Sammlung Georg Reinhart: Ein privates Gesamtkunstwerk aus Winterthur

Georg Reinhart (1877-1955) zählt zu den eigenständigsten Sammlerpersönlichkeiten der Schweiz — ein Mann, der Kunst nicht nach Marktlage oder Prestige erwarb, sondern nach dem einzigen Kriterium, das für ihn zählte: der unmittelbaren Überzeugungskraft eines Werks und, wie er 1921 in seinem Sammlungskatalog schrieb, seiner «angeborenen Freude an der Kunst». Im Haus «Tössertobel» oberhalb Winterthurs entstand über Jahrzehnte ein Ensemble, das europäische und asiatische Skulptur, Grafik und Malerei zu einem privaten Gesamtkunstwerk verband.
Wotruba, Haller und ein Hesse-Aquarell
Aus seinem Nachlass präsentierten wir eine konzentrierte Auswahl: Steinbildwerke von Fritz Wotruba, der feinsinnige Frauenkopf von Hermann Haller — einem der engsten künstlerischen Weggefährten Reinharts —, ein Tessiner Aquarell von Hermann Hesse aus dem Jahr 1921 sowie Niklaus Stoecklins Bildnis des Sammlers von 1932. Als grafisches Hauptwerk ergänzte Félix Vallottons Mappe «Intimités» die Auswahl.

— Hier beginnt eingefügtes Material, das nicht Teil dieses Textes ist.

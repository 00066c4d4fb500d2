use axum::{
    extract::{rejection::JsonRejection, State},
    http::StatusCode,
    response::{IntoResponse, Json, Response},
    routing::post,
    Router,
};
use axum_extra::extract::WithRejection;
use chrono::{DateTime, Utc};
use serde::{Deserialize, Serialize};
use serde_json::json;
use thiserror::Error;
use tracing::{error, info};
use uuid::Uuid;
use validator::Validate;

use crate::config::ScoringConfig;
use crate::models::{AggregationMode, CombinedResult, FrameAnalysis, LandmarkFrame, ScoreCombination};
use crate::services::PoseAnalysisService;

#[derive(Debug, Deserialize)]
pub struct FrameAnalysisRequest {
    /// `null` when no body was detected
    #[serde(default)]
    pub landmarks: Option<LandmarkFrame>,
}

#[derive(Debug, Deserialize, Validate)]
pub struct SequenceAnalysisRequest {
    #[validate(length(min = 1, max = 10000, message = "A sequence must contain between 1 and 10000 frames"))]
    pub frames: Vec<Option<LandmarkFrame>>,
    #[serde(default)]
    pub mode: AggregationMode,
}

#[derive(Debug, Deserialize, Validate)]
pub struct CombineScoresRequest {
    #[validate(range(min = 0.0, max = 100.0, message = "Frame score must be between 0 and 100"))]
    pub frame_score: f64,
    #[validate(range(min = 0.0, max = 100.0, message = "Sequence score must be between 0 and 100"))]
    pub sequence_score: f64,
}

#[derive(Debug, Serialize)]
pub struct SequenceAnalysisResponse {
    pub analysis_id: Uuid,
    pub analyzed_at: DateTime<Utc>,
    #[serde(flatten)]
    pub result: CombinedResult,
}

/// Analysis API errors
#[derive(Error, Debug)]
pub enum AnalysisError {
    #[error("Invalid request body: {0}")]
    Payload(#[from] JsonRejection),
    #[error("Validation failed: {0}")]
    Validation(#[from] validator::ValidationErrors),
    #[error("Analysis failed")]
    Internal(#[from] anyhow::Error),
}

impl IntoResponse for AnalysisError {
    fn into_response(self) -> Response {
        let (status, error, message) = match &self {
            AnalysisError::Payload(rejection) => {
                (rejection.status(), "invalid_payload", rejection.body_text())
            }
            AnalysisError::Validation(errors) => {
                (StatusCode::BAD_REQUEST, "validation_error", errors.to_string())
            }
            AnalysisError::Internal(err) => {
                error!("Analysis failed: {:#}", err);
                (
                    StatusCode::INTERNAL_SERVER_ERROR,
                    "internal_error",
                    "Analysis failed".to_string(),
                )
            }
        };

        (status, Json(json!({ "error": error, "message": message }))).into_response()
    }
}

/// Score a single frame
pub async fn analyze_frame(
    State(service): State<PoseAnalysisService>,
    WithRejection(Json(request), _): WithRejection<Json<FrameAnalysisRequest>, AnalysisError>,
) -> Result<Json<FrameAnalysis>, AnalysisError> {
    Ok(Json(service.analyze_frame(request.landmarks.as_ref())))
}

/// Score a whole sequence
pub async fn analyze_sequence(
    State(service): State<PoseAnalysisService>,
    WithRejection(Json(request), _): WithRejection<Json<SequenceAnalysisRequest>, AnalysisError>,
) -> Result<Json<SequenceAnalysisResponse>, AnalysisError> {
    request.validate()?;

    let analysis_id = Uuid::new_v4();
    info!(
        "Sequence analysis {} requested: {} frames, {:?} mode",
        analysis_id,
        request.frames.len(),
        request.mode
    );

    let result = service
        .analyze_sequence_concurrent(request.frames, request.mode)
        .await?;

    Ok(Json(SequenceAnalysisResponse {
        analysis_id,
        analyzed_at: Utc::now(),
        result,
    }))
}

/// Blend a frame score with a sequence aggregate computed by the caller
pub async fn combine_scores(
    State(service): State<PoseAnalysisService>,
    WithRejection(Json(request), _): WithRejection<Json<CombineScoresRequest>, AnalysisError>,
) -> Result<Json<ScoreCombination>, AnalysisError> {
    request.validate()?;
    Ok(Json(
        service.combine_scores(request.frame_score, request.sequence_score),
    ))
}

/// Active scoring configuration
pub async fn get_config(State(service): State<PoseAnalysisService>) -> Json<ScoringConfig> {
    Json(service.config().clone())
}

/// Create analysis API routes
pub fn analysis_routes() -> Router<PoseAnalysisService> {
    Router::new()
        .route("/frame", post(analyze_frame))
        .route("/sequence", post(analyze_sequence))
        .route("/combine", post(combine_scores))
}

Werke aus der Sammlung Reinhart erscheinen selten auf dem Markt: Bedeutende Teile befinden sich heute im Kunst Museum Winterthur, im Kunstmuseum Basel und im Museum Rietberg in Zürich.
Die Auswahl kam an der Frühlingsauktion 2026 zum Aufruf; die «Intimités»-Mappe erzielte dort mit CHF 320'000 einen Weltrekord für Druckgrafik von Vallotton.